# What the task requires:
Write only the number of lines in the entries below that contain the string "first".

# Data excerpts:
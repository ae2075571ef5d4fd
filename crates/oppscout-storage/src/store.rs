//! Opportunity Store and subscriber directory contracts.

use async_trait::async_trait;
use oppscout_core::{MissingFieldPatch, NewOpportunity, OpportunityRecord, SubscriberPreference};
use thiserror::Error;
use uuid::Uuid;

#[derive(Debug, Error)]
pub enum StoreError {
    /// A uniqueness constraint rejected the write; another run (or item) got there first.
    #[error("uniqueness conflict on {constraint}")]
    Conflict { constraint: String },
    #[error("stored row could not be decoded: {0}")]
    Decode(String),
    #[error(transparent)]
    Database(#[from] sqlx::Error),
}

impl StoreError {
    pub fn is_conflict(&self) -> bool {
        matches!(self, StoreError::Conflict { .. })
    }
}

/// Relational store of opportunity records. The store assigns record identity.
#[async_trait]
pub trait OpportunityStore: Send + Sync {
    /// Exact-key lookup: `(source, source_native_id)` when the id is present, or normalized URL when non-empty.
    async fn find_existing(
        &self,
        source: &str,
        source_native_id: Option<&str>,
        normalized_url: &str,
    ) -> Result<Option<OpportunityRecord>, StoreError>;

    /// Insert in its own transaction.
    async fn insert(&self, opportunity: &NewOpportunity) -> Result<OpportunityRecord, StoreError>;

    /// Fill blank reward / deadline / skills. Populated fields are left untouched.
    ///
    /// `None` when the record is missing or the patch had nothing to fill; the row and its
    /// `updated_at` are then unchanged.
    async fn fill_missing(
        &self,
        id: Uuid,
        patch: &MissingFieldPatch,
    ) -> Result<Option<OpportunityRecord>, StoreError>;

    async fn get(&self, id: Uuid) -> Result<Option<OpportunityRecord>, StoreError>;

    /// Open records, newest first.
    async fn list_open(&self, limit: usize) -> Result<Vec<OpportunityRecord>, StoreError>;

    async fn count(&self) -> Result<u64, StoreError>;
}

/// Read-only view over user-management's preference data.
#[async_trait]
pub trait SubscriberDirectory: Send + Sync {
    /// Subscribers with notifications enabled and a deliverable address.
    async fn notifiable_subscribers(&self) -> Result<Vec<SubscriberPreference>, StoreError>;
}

# Answer section:
2